|
Thursday, March 29, 2007
The 92 Street Y blog has an interview with New Yorker music critic Alex Ross about his new book about classical music in the 20th Century, The Rest Is Noise: Listening to the Twentieth Century:
It address a basic question: why, when paintings of Picasso and Jackson Pollock go for a hundred million dollars or more on the art market and lines from T. S. Eliot are quoted on the yearbook pages of alienated teenagers across the land, is twentieth-century classical music still considered obscure and difficult? In fact, it’s better known than most people realize. Post-1900 music is all over Hollywood soundtracks, modern jazz, alternative rock.
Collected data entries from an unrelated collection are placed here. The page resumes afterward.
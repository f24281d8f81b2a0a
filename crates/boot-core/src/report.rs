//! Inventory of installed modules, built from the directory tree
//!
//! The report never looks at resolver state: whatever is on disk under the
//! registered type directories is what gets listed.

use std::path::{Path, PathBuf};

use boot_meta::{ModuleManifest, ModuleTypeRegistry};
use serde::Serialize;

use crate::Result;
use crate::resolver::CloneResult;

/// A module directory found on disk.
#[derive(Debug, Clone, PartialEq, Eq, Serialize)]
pub struct ModuleInfo {
    pub name: String,
    /// Registered singular type name of the directory it was found in.
    pub module_type: String,
    pub path: PathBuf,
    /// Declared `repo_url` (or `canonical_url`); `None` when absent or the
    /// manifest is unreadable.
    pub repo_url: Option<String>,
    pub requirements: Vec<String>,
    /// Whether the manifest parsed.
    pub manifest_ok: bool,
}

#[derive(Debug, Clone, Default, PartialEq, Eq, Serialize)]
pub struct ModulesReport {
    pub modules: Vec<ModuleInfo>,
}

impl ModulesReport {
    /// Scan every type directory for module directories holding
    /// `manifest_file`. Types are visited in registry order, modules by name.
    pub fn scan(registry: &ModuleTypeRegistry, manifest_file: &str) -> Result<Self> {
        let mut modules = Vec::new();
        for entry in registry.entries() {
            for dir in boot_fs::list_module_dirs(&entry.destination_root)? {
                let manifest_path = dir.join(manifest_file);
                if !manifest_path.is_file() {
                    continue;
                }
                let name = dir
                    .file_name()
                    .map(|n| n.to_string_lossy().into_owned())
                    .unwrap_or_default();

                let info = match ModuleManifest::load(&manifest_path) {
                    Ok(manifest) => ModuleInfo {
                        name,
                        module_type: entry.name.clone(),
                        path: dir,
                        repo_url: manifest.canonical_url,
                        requirements: manifest.requirements,
                        manifest_ok: true,
                    },
                    Err(e) => {
                        tracing::warn!(path = %manifest_path.display(), error = %e, "Unreadable module manifest");
                        ModuleInfo {
                            name,
                            module_type: entry.name.clone(),
                            path: dir,
                            repo_url: None,
                            requirements: Vec::new(),
                            manifest_ok: false,
                        }
                    }
                };
                modules.push(info);
            }
        }
        Ok(Self { modules })
    }

    pub fn len(&self) -> usize {
        self.modules.len()
    }

    pub fn is_empty(&self) -> bool {
        self.modules.is_empty()
    }

    pub fn find(&self, path: &Path) -> Option<&ModuleInfo> {
        self.modules.iter().find(|m| m.path == path)
    }

    pub fn of_type<'a>(&'a self, module_type: &'a str) -> impl Iterator<Item = &'a ModuleInfo> + 'a {
        self.modules
            .iter()
            .filter(move |m| m.module_type.eq_ignore_ascii_case(module_type))
    }
}

/// Write the canonical URL of each freshly resolved module into its
/// manifest when the manifest declares no `repo_url`.
///
/// Modules with unreadable manifests are left alone. Returns the manifests
/// that were updated; a manifest that cannot be written is logged and
/// skipped.
pub fn fix_repo_urls(
    report: &ModulesReport,
    installed: &[CloneResult],
    manifest_file: &str,
) -> Vec<PathBuf> {
    let mut updated = Vec::new();
    for module in &report.modules {
        if !module.manifest_ok || module.repo_url.is_some() {
            continue;
        }
        let Some(result) = installed.iter().find(|r| r.destination == module.path) else {
            continue;
        };

        let manifest_path = module.path.join(manifest_file);
        match boot_meta::set_manifest_field(&manifest_path, "repo_url", &result.canonical_url) {
            Ok(()) => {
                tracing::info!(module = %module.name, repo_url = %result.canonical_url, "Recorded repo_url");
                updated.push(manifest_path);
            }
            Err(e) => {
                tracing::warn!(path = %manifest_path.display(), error = %e, "Failed to record repo_url");
            }
        }
    }
    updated
}
//! Tests for module reference parsing

use boot_git::{DEFAULT_HOST, RemoteLocation, RepoAddress};
use pretty_assertions::assert_eq;
use rstest::rstest;

#[rstest]
#[case("https://github.com/org/tools-core", "org", "tools-core", "https://github.com/org/tools-core")]
#[case("https://github.com/org/tools-core.git", "org", "tools-core", "https://github.com/org/tools-core")]
#[case("https://github.com/org/tools-core/", "org", "tools-core", "https://github.com/org/tools-core")]
#[case("git@github.com:org/tools-core.git", "org", "tools-core", "https://github.com/org/tools-core")]
#[case("ssh://git@gitlab.example:2222/group/sub/lib.git", "group/sub", "lib", "https://gitlab.example/group/sub/lib")]
#[case("org/tools-core", "org", "tools-core", "https://github.com/org/tools-core")]
fn test_hosted_identity(
    #[case] reference: &str,
    #[case] owner: &str,
    #[case] name: &str,
    #[case] url: &str,
) {
    let address = RepoAddress::parse(reference, DEFAULT_HOST).unwrap();
    let identity = address.identity();
    assert_eq!(identity.owner, owner);
    assert_eq!(identity.name, name);
    assert_eq!(identity.url, url);
}

#[test]
fn test_shorthand_expands_against_default_host() {
    let address = RepoAddress::parse("org/alpha", "git.example.com").unwrap();
    assert_eq!(address.clone_url(), "https://git.example.com/org/alpha.git");
}

#[test]
fn test_full_url_is_cloned_verbatim() {
    let address = RepoAddress::parse("  https://github.com/org/alpha.git \n", DEFAULT_HOST).unwrap();
    assert_eq!(address.reference(), "https://github.com/org/alpha.git");
    assert_eq!(address.clone_url(), "https://github.com/org/alpha.git");
}

#[test]
fn test_local_path_identity_uses_parent_as_owner() {
    let address = RepoAddress::parse("/srv/remotes/org/FooBar.git", DEFAULT_HOST).unwrap();
    assert!(matches!(address.location(), RemoteLocation::Local { .. }));

    let identity = address.identity();
    assert_eq!(identity.owner, "org");
    assert_eq!(identity.name, "FooBar");
    assert_eq!(identity.url, "/srv/remotes/org/FooBar.git");
}

#[test]
fn test_file_url_is_local() {
    let address = RepoAddress::parse("file:///srv/remotes/org/alpha", DEFAULT_HOST).unwrap();
    assert!(matches!(address.location(), RemoteLocation::Local { .. }));
    assert_eq!(address.clone_url(), "file:///srv/remotes/org/alpha");
    assert_eq!(address.identity().name, "alpha");
}

#[rstest]
#[case("")]
#[case("   ")]
#[case("alpha")]
#[case("https://github.com/alpha")]
#[case("https://github.com")]
fn test_invalid_references_are_rejected(#[case] reference: &str) {
    let err = RepoAddress::parse(reference, DEFAULT_HOST).unwrap_err();
    assert!(
        err.to_string().contains("Invalid repository address"),
        "unexpected error: {err}"
    );
}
The minimalism of Steve Reich and Philip Glass has had a huge impact on rock, pop, and dance music from the Velvet Underground to Aphex Twin. What I want to do is to provide an intelligent introduction to this fabulous, labyrinthine world: not just the music itself, from Schoenberg and Stravinsky onward, but the entire cultural and social tumult around it: the Rite of Spring riot, the interaction of composers and jazz people in the twenties, the entanglement of composers in totalitarian regimes, the weird intersections of post-WWII avant-garde composers and Cold War politics, the origins of minimalism in the alternative philosophies of the West Coast. It’s not so much a history of twentieth-century music as a history of the twentieth century told through music.
posted by Brent Hugh at
3/29/2007
permanent link to article: The rest is noise . . .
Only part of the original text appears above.